EXERCISE OBJECTIVE:
Your result will be the set of lines with "reqwest", copied from the material below.

===

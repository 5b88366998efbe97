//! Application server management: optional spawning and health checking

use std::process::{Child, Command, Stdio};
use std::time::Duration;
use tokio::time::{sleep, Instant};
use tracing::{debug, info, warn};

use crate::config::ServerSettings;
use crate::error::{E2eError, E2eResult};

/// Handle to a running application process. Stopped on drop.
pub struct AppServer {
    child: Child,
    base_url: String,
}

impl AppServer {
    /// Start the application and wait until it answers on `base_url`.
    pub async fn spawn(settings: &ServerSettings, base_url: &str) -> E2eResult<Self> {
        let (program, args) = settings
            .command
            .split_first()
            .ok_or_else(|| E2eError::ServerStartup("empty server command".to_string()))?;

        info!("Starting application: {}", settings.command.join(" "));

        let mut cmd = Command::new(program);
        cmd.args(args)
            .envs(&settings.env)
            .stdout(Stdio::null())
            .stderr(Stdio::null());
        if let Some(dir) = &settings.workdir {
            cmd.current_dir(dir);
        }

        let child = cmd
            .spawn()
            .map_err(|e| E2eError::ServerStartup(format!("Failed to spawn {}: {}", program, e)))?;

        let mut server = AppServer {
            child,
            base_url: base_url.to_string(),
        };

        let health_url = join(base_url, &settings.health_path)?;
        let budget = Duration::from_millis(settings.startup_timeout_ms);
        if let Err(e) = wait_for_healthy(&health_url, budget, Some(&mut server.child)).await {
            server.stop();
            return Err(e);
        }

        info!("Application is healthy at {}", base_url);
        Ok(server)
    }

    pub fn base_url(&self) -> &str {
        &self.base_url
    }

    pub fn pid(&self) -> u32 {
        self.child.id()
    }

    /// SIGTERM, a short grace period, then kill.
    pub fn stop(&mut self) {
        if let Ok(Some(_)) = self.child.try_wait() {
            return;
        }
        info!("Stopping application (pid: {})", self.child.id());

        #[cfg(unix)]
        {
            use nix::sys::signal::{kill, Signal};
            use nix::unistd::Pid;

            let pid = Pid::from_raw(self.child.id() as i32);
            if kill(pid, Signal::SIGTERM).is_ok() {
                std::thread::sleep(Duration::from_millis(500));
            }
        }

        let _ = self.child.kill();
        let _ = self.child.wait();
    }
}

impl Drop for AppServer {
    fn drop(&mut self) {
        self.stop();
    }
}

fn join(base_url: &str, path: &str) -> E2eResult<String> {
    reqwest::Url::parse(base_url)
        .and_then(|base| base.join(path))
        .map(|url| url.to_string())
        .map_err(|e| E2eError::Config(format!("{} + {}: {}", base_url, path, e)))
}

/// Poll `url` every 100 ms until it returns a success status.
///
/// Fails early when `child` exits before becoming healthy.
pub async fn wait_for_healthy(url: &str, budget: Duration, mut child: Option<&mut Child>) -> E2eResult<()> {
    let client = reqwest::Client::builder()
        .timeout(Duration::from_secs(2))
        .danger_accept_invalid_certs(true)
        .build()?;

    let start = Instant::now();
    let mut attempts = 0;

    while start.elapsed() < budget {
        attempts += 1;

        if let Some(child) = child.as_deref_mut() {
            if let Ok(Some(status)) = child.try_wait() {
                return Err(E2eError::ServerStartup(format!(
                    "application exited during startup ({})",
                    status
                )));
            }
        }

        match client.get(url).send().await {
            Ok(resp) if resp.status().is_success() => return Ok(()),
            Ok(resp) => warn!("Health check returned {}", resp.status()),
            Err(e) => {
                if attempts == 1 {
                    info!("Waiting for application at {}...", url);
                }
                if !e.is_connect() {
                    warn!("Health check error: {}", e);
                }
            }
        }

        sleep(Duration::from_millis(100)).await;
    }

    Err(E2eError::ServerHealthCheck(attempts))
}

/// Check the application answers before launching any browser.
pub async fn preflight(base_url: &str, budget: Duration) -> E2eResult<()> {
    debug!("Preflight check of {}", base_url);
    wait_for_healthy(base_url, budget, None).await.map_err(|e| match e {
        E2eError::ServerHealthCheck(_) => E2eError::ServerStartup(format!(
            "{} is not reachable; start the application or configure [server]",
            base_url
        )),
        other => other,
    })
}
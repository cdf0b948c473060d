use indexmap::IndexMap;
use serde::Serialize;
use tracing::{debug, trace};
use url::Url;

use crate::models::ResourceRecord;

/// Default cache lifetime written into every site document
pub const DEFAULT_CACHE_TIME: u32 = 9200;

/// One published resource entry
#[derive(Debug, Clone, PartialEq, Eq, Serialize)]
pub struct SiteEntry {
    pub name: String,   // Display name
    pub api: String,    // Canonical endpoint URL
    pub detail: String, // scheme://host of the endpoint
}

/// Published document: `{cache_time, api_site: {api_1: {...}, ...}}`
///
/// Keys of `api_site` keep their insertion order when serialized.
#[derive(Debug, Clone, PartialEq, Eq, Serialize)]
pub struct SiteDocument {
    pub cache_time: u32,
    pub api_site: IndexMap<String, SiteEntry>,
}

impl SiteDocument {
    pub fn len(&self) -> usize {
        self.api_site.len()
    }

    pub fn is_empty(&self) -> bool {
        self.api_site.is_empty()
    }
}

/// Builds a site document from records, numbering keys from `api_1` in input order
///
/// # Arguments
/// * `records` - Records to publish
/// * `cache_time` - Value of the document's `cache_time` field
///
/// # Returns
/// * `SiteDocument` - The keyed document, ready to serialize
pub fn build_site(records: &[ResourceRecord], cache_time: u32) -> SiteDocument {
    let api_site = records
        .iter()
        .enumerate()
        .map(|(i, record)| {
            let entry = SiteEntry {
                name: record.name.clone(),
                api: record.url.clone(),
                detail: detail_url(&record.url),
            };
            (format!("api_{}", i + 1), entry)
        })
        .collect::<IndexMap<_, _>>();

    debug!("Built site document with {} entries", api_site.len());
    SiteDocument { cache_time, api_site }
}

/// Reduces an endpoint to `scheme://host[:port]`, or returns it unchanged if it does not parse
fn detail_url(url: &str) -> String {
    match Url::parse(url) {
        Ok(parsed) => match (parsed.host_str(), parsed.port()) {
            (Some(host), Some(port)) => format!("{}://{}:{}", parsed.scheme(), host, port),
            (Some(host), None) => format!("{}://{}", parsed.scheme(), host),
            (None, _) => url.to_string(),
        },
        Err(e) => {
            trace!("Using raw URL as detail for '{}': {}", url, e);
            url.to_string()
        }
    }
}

===

RESULT:
    reqwest::Url::parse(base_url)
    let client = reqwest::Client::builder()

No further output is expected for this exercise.